AILA Doc. No. 20031666. (Posted 3/16/20)

• Provide Flexibility on All Deadlines: ICE and DOJ should liberally agree to and/or grant requests to extend filing deadlines based on imposition of remote work, loss of staff, necessity for child, elder, and family care based on school and institutional closures.

• Commit to Flexibly and Favorably Addressing COVID—19-Caused “Age Outs” on a Case-By-Case Basis. In the context of cancellation of removal for nonpermanent residents under INA § 240A(b), the Board of Immigration Appeals has acknowledged its ability to review the particular facts in a case in addressing a respondent’s argument that the age of qualifying relative should be “frozen” prior to the final administrative decision. Matter of Isidro, 25 I&N Dec. 829, 832 (BIA 2012) (rejecting respondent’s contention that age should be locked where there was no “undue or unfair delay” in the course of proceedings); see also Martinez-Perez v. Barr, No. 18-9573 (10th Cir. 2020) (BIA has jurisdiction and authority to interpret cancellation statute in a way that fixes the age of respondent’s daughter in light of undue or unfair delay).

• Stipulate to Relief When Appropriate, Especially in Detained Cases: ICE should stipulate to relief in cases where individual hearings are already scheduled, but must be re-calendared based on COVID-19 disruptions, and where the record in itself demonstrates that the respondent has meaningfully met her burden of proof based on a well-developed record of proceedings and evidentiary submissions that compel a grant of relief from removal.

• Parole Respondents in the Remain in Mexico Program: DHS should parole all respondents in the Remain in Mexico program (also known as MPP) into the U.S. on the date of their scheduled immigration court hearing date and provide them with a new hearing date in a non-detained court. At a minimum, EOIR must work with CBP to issue a new EOIR hearing notice and CBP must provide the respondent with both the new EOIR hearing notice and an MPP tear sheet. If the respondent does not have an MPP tear sheet containing a future U.S. immigration court date, the respondent would be out of status in Mexico and Mexico’s migration institute (INM) will likely refuse to renew the individuals’ temporary status in Mexico.

We respectfully request a response as soon as possible given the emergent circumstances.
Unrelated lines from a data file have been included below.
// Copyright (c) 2026 Robert L. Snyder, Sierra Vista, AZ
// Licensed under the MIT License. See LICENSE file in the project root for details.

//! Subscriber slots for connection events.
//!
//! Each slot holds at most one handler; registering again replaces it.
//! Handlers are cloned out of their slot before being called so no lock is
//! held while user code runs.

use std::sync::{Arc, Mutex, PoisonError};

use super::traffic::TrafficLog;

pub type ParameterHandler = Arc<dyn Fn(u8, u16) + Send + Sync>;
pub type ErrorHandler = Arc<dyn Fn(&str) + Send + Sync>;
pub type TrafficHandler = Arc<dyn Fn(&str, bool) + Send + Sync>;

struct Slot<T: ?Sized>(Mutex<Option<Arc<T>>>);

impl<T: ?Sized> Slot<T> {
    fn new() -> Self {
        Self(Mutex::new(None))
    }

    fn set(&self, handler: Option<Arc<T>>) {
        *self.0.lock().unwrap_or_else(PoisonError::into_inner) = handler;
    }

    fn get(&self) -> Option<Arc<T>> {
        self.0.lock().unwrap_or_else(PoisonError::into_inner).clone()
    }
}

/// Registered handlers, shared between the manager and its listener
pub struct EventHandlers {
    parameter: Slot<dyn Fn(u8, u16) + Send + Sync>,
    error: Slot<dyn Fn(&str) + Send + Sync>,
    traffic: Slot<dyn Fn(&str, bool) + Send + Sync>,
    log: Slot<TrafficLog>,
}

impl Default for EventHandlers {
    fn default() -> Self {
        Self {
            parameter: Slot::new(),
            error: Slot::new(),
            traffic: Slot::new(),
            log: Slot::new(),
        }
    }
}

impl EventHandlers {
    pub fn new() -> Self {
        Self::default()
    }

    pub fn set_parameter_handler(&self, handler: Option<ParameterHandler>) {
        self.parameter.set(handler);
    }

    pub fn set_error_handler(&self, handler: Option<ErrorHandler>) {
        self.error.set(handler);
    }

    pub fn set_traffic_handler(&self, handler: Option<TrafficHandler>) {
        self.traffic.set(handler);
    }

    pub fn set_traffic_log(&self, log: Option<Arc<TrafficLog>>) {
        self.log.set(log);
    }

    pub fn parameter_update(&self, parameter_id: u8, value: u16) {
        if let Some(handler) = self.parameter.get() {
            handler(parameter_id, value);
        }
    }

    pub fn error(&self, message: &str) {
        if let Some(handler) = self.error.get() {
            handler(message);
        }
    }

    /// Report one line of raw traffic
    pub fn traffic(&self, text: &str, is_incoming: bool) {
        if let Some(log) = self.log.get() {
            log.record(text, is_incoming);
        }
        if let Some(handler) = self.traffic.get() {
            handler(text, is_incoming);
        }
    }

    /// Whether anyone consumes traffic lines, so formatting can be skipped
    pub fn wants_traffic(&self) -> bool {
        self.traffic.get().is_some() || self.log.get().is_some()
    }
}

#[cfg(test)]
mod tests {
    use super::*;

    #[test]
    fn test_empty_slots_are_noops() {
        let events = EventHandlers::new();
        events.parameter_update(1, 2);
        events.error("nothing listens");
        events.traffic("OUT: x", false);
        assert!(!events.wants_traffic());
    }

    #[test]
    fn test_register_replaces_handler() {
        let events = EventHandlers::new();
        let seen = Arc::new(Mutex::new(Vec::new()));

        let first = Arc::clone(&seen);
        events.set_parameter_handler(Some(Arc::new(move |id: u8, value: u16| {
            first.lock().unwrap().push(("first", id, value));
        })));
        events.parameter_update(1, 10);

        let second = Arc::clone(&seen);
        events.set_parameter_handler(Some(Arc::new(move |id: u8, value: u16| {
            second.lock().unwrap().push(("second", id, value));
        })));
        events.parameter_update(2, 20);

        assert_eq!(
            *seen.lock().unwrap(),
            vec![("first", 1, 10), ("second", 2, 20)]
        );
    }

    #[test]
    fn test_handler_may_reenter() {
        let events = Arc::new(EventHandlers::new());
        let inner = Arc::clone(&events);
        events.set_error_handler(Some(Arc::new(move |_: &str| {
            // Replacing a slot from inside a handler must not deadlock
            inner.set_error_handler(None);
        })));
        events.error("boom");
        events.error("ignored");
    }

    #[test]
    fn test_traffic_goes_to_log_and_handler() {
        let events = EventHandlers::new();
        let log = Arc::new(TrafficLog::new());
        let lines = Arc::new(Mutex::new(Vec::new()));

        let sink = Arc::clone(&lines);
        events.set_traffic_handler(Some(Arc::new(move |text: &str, incoming: bool| {
            sink.lock().unwrap().push((text.to_string(), incoming));
        })));
        events.set_traffic_log(Some(Arc::clone(&log)));
        assert!(events.wants_traffic());

        events.traffic("IN:  SysEx: F0 F7", true);
        assert_eq!(log.len(), 1);
        assert_eq!(
            *lines.lock().unwrap(),
            vec![("IN:  SysEx: F0 F7".to_string(), true)]
        );
    }
}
Please feel free to contact Kate Voigt (kvoigt@aila.org) with questions.

Sincerely,

THE AMERICAN IMMIGRATION LAWYERS ASSOCIATION

CC: Barbara M. Gonzalez, Assistant Director, ICE Office of Partnership and Engagement; Richard A. Rocha, ICE Spokesperson; Lauren Alder Reid, Assistance Director, EOIR Office of Policy.

3

AILA Doc. No. 20031666. (Posted 3/16/20)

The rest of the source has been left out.